→ REQUIREMENT
Copy out lines with the word "Connection" from the material that follows.

→ GIVEN DATA
//! A structural description of the user schema.
//!
//! Two databases with equal snapshots have the same tables, columns (name,
//! declared type, nullability, default, primary key position), foreign keys
//! and indexes. SQLite's own tables and the migration marker are left out, as
//! is the raw `CREATE` text, which changes with quoting after a table rebuild.

use rusqlite::Connection;
use serde::Serialize;

use crate::error::Result;

#[derive(Debug, Clone, PartialEq, Eq, Serialize)]
pub struct ColumnInfo {
    pub name: String,
    pub declared_type: String,
    pub not_null: bool,
    pub default: Option<String>,
    /// 1-based position in the primary key, 0 if not part of it.
    pub primary_key: i64,
}

#[derive(Debug, Clone, PartialEq, Eq, PartialOrd, Ord, Serialize)]
pub struct ForeignKeyInfo {
    pub from: String,
    pub table: String,
    pub to: Option<String>,
    pub on_update: String,
    pub on_delete: String,
}

#[derive(Debug, Clone, PartialEq, Eq, PartialOrd, Ord, Serialize)]
pub struct IndexInfo {
    pub name: String,
    pub unique: bool,
    /// `c` for `CREATE INDEX`, `u` for a UNIQUE constraint, `pk` for a primary key.
    pub origin: String,
    pub columns: Vec<String>,
}

#[derive(Debug, Clone, PartialEq, Eq, Serialize)]
pub struct TableSnapshot {
    pub name: String,
    pub columns: Vec<ColumnInfo>,
    pub foreign_keys: Vec<ForeignKeyInfo>,
    pub indexes: Vec<IndexInfo>,
}

impl TableSnapshot {
    #[must_use]
    pub fn column(&self, name: &str) -> Option<&ColumnInfo> {
        self.columns.iter().find(|c| c.name == name)
    }

    #[must_use]
    pub fn index(&self, name: &str) -> Option<&IndexInfo> {
        self.indexes.iter().find(|i| i.name == name)
    }
}

#[derive(Debug, Clone, Default, PartialEq, Eq, Serialize)]
pub struct SchemaSnapshot {
    pub tables: Vec<TableSnapshot>,
}

impl SchemaSnapshot {
    /// Read the current schema of `conn`.
    pub fn capture(conn: &Connection) -> Result<Self> {
        let mut stmt = conn.prepare(
            "SELECT name FROM sqlite_master
             WHERE type = 'table'
               AND name NOT LIKE 'sqlite_%'
               AND name <> 'schema_migrations'
             ORDER BY name",
        )?;
        let names = stmt
            .query_map([], |row| row.get::<_, String>(0))?
            .collect::<rusqlite::Result<Vec<_>>>()?;

        let tables = names
            .into_iter()
            .map(|name| capture_table(conn, name))
            .collect::<Result<Vec<_>>>()?;

        Ok(Self { tables })
    }

    #[must_use]
    pub fn table(&self, name: &str) -> Option<&TableSnapshot> {
        self.tables.iter().find(|t| t.name == name)
    }

    #[must_use]
    pub fn is_empty(&self) -> bool {
        self.tables.is_empty()
    }
}

fn capture_table(conn: &Connection, name: String) -> Result<TableSnapshot> {
    let mut stmt = conn.prepare(
        "SELECT name, type, \"notnull\", dflt_value, pk FROM pragma_table_info(?1) ORDER BY cid",
    )?;
    let columns = stmt
        .query_map([&name], |row| {
            Ok(ColumnInfo {
                name: row.get(0)?,
                declared_type: row.get(1)?,
                not_null: row.get(2)?,
                default: row.get(3)?,
                primary_key: row.get(4)?,
            })
        })?
        .collect::<rusqlite::Result<Vec<_>>>()?;

    let mut stmt = conn.prepare(
        "SELECT \"from\", \"table\", \"to\", on_update, on_delete FROM pragma_foreign_key_list(?1)",
    )?;
    let mut foreign_keys = stmt
        .query_map([&name], |row| {
            Ok(ForeignKeyInfo {
                from: row.get(0)?,
                table: row.get(1)?,
                to: row.get(2)?,
                on_update: row.get(3)?,
                on_delete: row.get(4)?,
            })
        })?
        .collect::<rusqlite::Result<Vec<_>>>()?;
    foreign_keys.sort();

    let mut stmt =
        conn.prepare("SELECT name, \"unique\", origin FROM pragma_index_list(?1) ORDER BY name")?;
    let listed = stmt
        .query_map([&name], |row| {
            Ok((
                row.get::<_, String>(0)?,
                row.get::<_, bool>(1)?,
                row.get::<_, String>(2)?,
            ))
        })?
        .collect::<rusqlite::Result<Vec<_>>>()?;

    let mut indexes = Vec::with_capacity(listed.len());
    for (index_name, unique, origin) in listed {
        let mut stmt =
            conn.prepare("SELECT name FROM pragma_index_info(?1) ORDER BY seqno")?;
        let columns = stmt
            .query_map([&index_name], |row| row.get::<_, String>(0))?
            .collect::<rusqlite::Result<Vec<_>>>()?;
        indexes.push(IndexInfo {
            name: index_name,
            unique,
            origin,
            columns,
        });
    }

    Ok(TableSnapshot {
        name,
        columns,
        foreign_keys,
        indexes,
    })
}

#[cfg(test)]
mod tests {
    use super::*;

    #[test]
    fn test_empty_database() {
        let conn = Connection::open_in_memory().unwrap();
        assert!(SchemaSnapshot::capture(&conn).unwrap().is_empty());
    }

    #[test]
    fn test_marker_and_internal_tables_are_ignored() {
        let conn = Connection::open_in_memory().unwrap();
        conn.execute_batch(
            "CREATE TABLE schema_migrations (version TEXT PRIMARY KEY);
             CREATE TABLE \"Shelves\" (\"Id\" INTEGER PRIMARY KEY AUTOINCREMENT);",
        )
        .unwrap();

        let snapshot = SchemaSnapshot::capture(&conn).unwrap();
        let names: Vec<_> = snapshot.tables.iter().map(|t| t.name.as_str()).collect();
        assert_eq!(names, vec!["Shelves"]);
    }

    #[test]
    fn test_captures_columns_keys_and_indexes() {
        let conn = Connection::open_in_memory().unwrap();
        conn.execute_batch(
            "CREATE TABLE \"Rooms\" (\"Id\" INTEGER PRIMARY KEY);
             CREATE TABLE \"Shelves\" (
                 \"Id\" INTEGER PRIMARY KEY,
                 \"Label\" VARCHAR(20) NOT NULL,
                 \"RoomId\" INTEGER NULL REFERENCES \"Rooms\" (\"Id\") ON DELETE CASCADE
             );
             CREATE INDEX \"IX_Shelves_RoomId\" ON \"Shelves\" (\"RoomId\");",
        )
        .unwrap();

        let snapshot = SchemaSnapshot::capture(&conn).unwrap();
        let shelves = snapshot.table("Shelves").unwrap();

        let label = shelves.column("Label").unwrap();
        assert_eq!(label.declared_type, "VARCHAR(20)");
        assert!(label.not_null);
        assert_eq!(shelves.column("Id").unwrap().primary_key, 1);

        assert_eq!(shelves.foreign_keys.len(), 1);
        assert_eq!(shelves.foreign_keys[0].table, "Rooms");
        assert_eq!(shelves.foreign_keys[0].on_delete, "CASCADE");

        let index = shelves.index("IX_Shelves_RoomId").unwrap();
        assert_eq!(index.columns, vec!["RoomId".to_string()]);
        assert!(!index.unique);
    }

    #[test]
    fn test_column_type_change_is_visible() {
        let a = Connection::open_in_memory().unwrap();
        a.execute_batch("CREATE TABLE \"T\" (\"D\" DATETIME NOT NULL);")
            .unwrap();
        let b = Connection::open_in_memory().unwrap();
        b.execute_batch("CREATE TABLE \"T\" (\"D\" DATETIME2 NOT NULL);")
            .unwrap();

        assert_ne!(
            SchemaSnapshot::capture(&a).unwrap(),
            SchemaSnapshot::capture(&b).unwrap()
        );
    }
}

→ COMPLETED EXERCISE
use rusqlite::Connection;
    pub fn capture(conn: &Connection) -> Result<Self> {
fn capture_table(conn: &Connection, name: String) -> Result<TableSnapshot> {
        let conn = Connection::open_in_memory().unwrap();
        let conn = Connection::open_in_memory().unwrap();
        let conn = Connection::open_in_memory().unwrap();
        let a = Connection::open_in_memory().unwrap();
        let b = Connection::open_in_memory().unwrap();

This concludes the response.